La primera premisa asegura
que la ciencia es humana; la segunda afirma que errar es humano; luego la
ciencia puede, en ocasiones, equivocarse. A este silogismo simple habría que
añadirle alguna consideración más cuando se dan las circunstancias que
propician y favorecen el fallo en el planteamiento de las teorías o en la
formulación de las hipótesis. Incluso, los datos pueden sufrir interpretaciones
erróneas o, lo que es peor, ser objeto de explicaciones mal intencionadas que
obedecen a diferentes propósitos. En definitiva, la ciencia es humana, muy
humana, con sus debilidades y sus caprichos.
En el año 1922, un
paleoantropólogo australiano, Raymond Dart, con plaza universitaria en
Sudáfrica, hizo un espectacular descubrimiento en el país africano.

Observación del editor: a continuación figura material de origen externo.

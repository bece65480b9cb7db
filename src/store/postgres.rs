//! PostgreSQL backend (sqlx)

use async_trait::async_trait;
use chrono::{DateTime, Utc};
use rust_decimal::Decimal;
use sqlx::postgres::{PgPool, PgPoolOptions};
use sqlx::types::Json;
use sqlx::{Postgres, Transaction};
use uuid::Uuid;

use super::{AddressStore, CartItem, CartStore, CatalogStore, OrderStore, SavedAddress, StoreError, StoreResult};
use crate::domain::aggregates::{Attribute, AttributeOption, AttributeWithOptions, Cart, CartLine, Category, Order, OrderDraft, OrderItem, OrderStatus, Product, ProductDraft, ProductFilter, Sku, SkuSnapshot};
use crate::domain::value_objects::{Address, ImageRef, Money, Quantity, Slug};

impl From<sqlx::Error> for StoreError {
    fn from(e: sqlx::Error) -> Self {
        if let sqlx::Error::Database(db) = &e {
            match db.code().as_deref() {
                Some("23503") => return Self::ForeignKeyViolation(db.message().to_string()),
                Some("23505") => return Self::UniqueViolation(db.message().to_string()),
                _ => {}
            }
        }
        Self::Database(e.to_string())
    }
}

fn money(amount: Decimal) -> StoreResult<Money> {
    Money::from_decimal(amount).map_err(|e| StoreError::Database(format!("stored amount {amount}: {e}")))
}

fn quantity(q: i32) -> StoreResult<Quantity> {
    Quantity::new(i64::from(q)).map_err(|e| StoreError::Database(format!("stored quantity {q}: {e}")))
}

fn db_quantity(q: Quantity) -> StoreResult<i32> {
    i32::try_from(q.value()).map_err(|_| StoreError::Database(format!("quantity {} exceeds column range", q.value())))
}

#[derive(sqlx::FromRow)]
struct CategoryRow { id: Uuid, name: String, slug: String, created_at: DateTime<Utc> }

impl From<CategoryRow> for Category {
    fn from(r: CategoryRow) -> Self { Category { id: r.id, name: r.name, slug: r.slug, created_at: r.created_at } }
}

#[derive(sqlx::FromRow)]
struct ProductRow { id: Uuid, name: String, slug: String, description: Option<String>, price: Decimal, images: Json<Vec<ImageRef>>, active: bool, created_at: DateTime<Utc> }

impl TryFrom<ProductRow> for Product {
    type Error = StoreError;
    fn try_from(r: ProductRow) -> StoreResult<Self> {
        Ok(Product { id: r.id, name: r.name, slug: r.slug, description: r.description, base_price: money(r.price)?, images: r.images.0, active: r.active, created_at: r.created_at })
    }
}

#[derive(sqlx::FromRow)]
struct SkuRow { id: Uuid, product_id: Uuid, price: Option<Decimal>, stock: i32, option_ids: Vec<Uuid> }

#[derive(sqlx::FromRow)]
struct CartLineRow {
    item_id: Uuid,
    quantity: i32,
    sku_id: Option<Uuid>,
    sku_price: Option<Decimal>,
    product_id: Option<Uuid>,
    product_name: Option<String>,
    product_slug: Option<String>,
    base_price: Option<Decimal>,
    images: Option<Json<Vec<ImageRef>>>,
    options: Vec<String>,
}

impl CartLineRow {
    fn into_line(self) -> StoreResult<CartLine> {
        let sku = match (self.sku_id, self.product_id, self.product_name, self.product_slug, self.base_price) {
            (Some(sku_id), Some(product_id), Some(product_name), Some(product_slug), Some(base)) => Some(SkuSnapshot {
                sku_id, product_id, product_name, product_slug,
                base_price: money(base)?,
                override_price: self.sku_price.map(money).transpose()?,
                options: self.options,
                image: self.images.and_then(|imgs| imgs.0.into_iter().next()),
            }),
            _ => None,
        };
        Ok(CartLine { item_id: self.item_id, quantity: quantity(self.quantity)?, sku })
    }
}

#[derive(sqlx::FromRow)]
struct OrderRow { id: Uuid, user_id: Uuid, total_amount: Decimal, status: String, shipping_address: Option<Json<Address>>, gateway_order_id: Option<String>, created_at: DateTime<Utc> }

Un cráneo
de un individuo infantil, con algunos rasgos simiescos pero con ciertos
detalles que hicieron al investigador sospechar. Inmediatamente, el fósil fue
bautizado como el “Niño de Taung” por
la localidad donde se había localizado. Dart comprendió que se encontraba ante
una nueva especie que podría suponer un camino intermedio en el proceso
evolutivo desde el simio al ser humano. La nueva especie fue designada como
Australopitheco y presentada ante la sociedad científica. La primera respuesta
que obtuvo fue el rechazo generalizado a su fósil.
Fue el racismo imperante en
la primera mitad del siglo XX, los graves prejuicios raciales de una Europa
empecinada en ser guía y luz espiritual del mundo civilizado, la que rechazó al
“Niño de Taung” como el antecesor del hombre moderno. Era inconcebible, en la
mentalidad europea del ingés post – victoriano, admitir que su “abuelo” fuese
un africano que con toda probabilidad podría atreverse a ser negro, incluso.
Por otra parte, el gran fraude de Piltdown había dado el privilegio del
antecesor por antonomasia del hombre moderno a los europeos, algo más en
consonancia con la realidad imperante en unos años 20 en que Europa se paseaba
ama y señora de todo el orbe conocido y por conocer.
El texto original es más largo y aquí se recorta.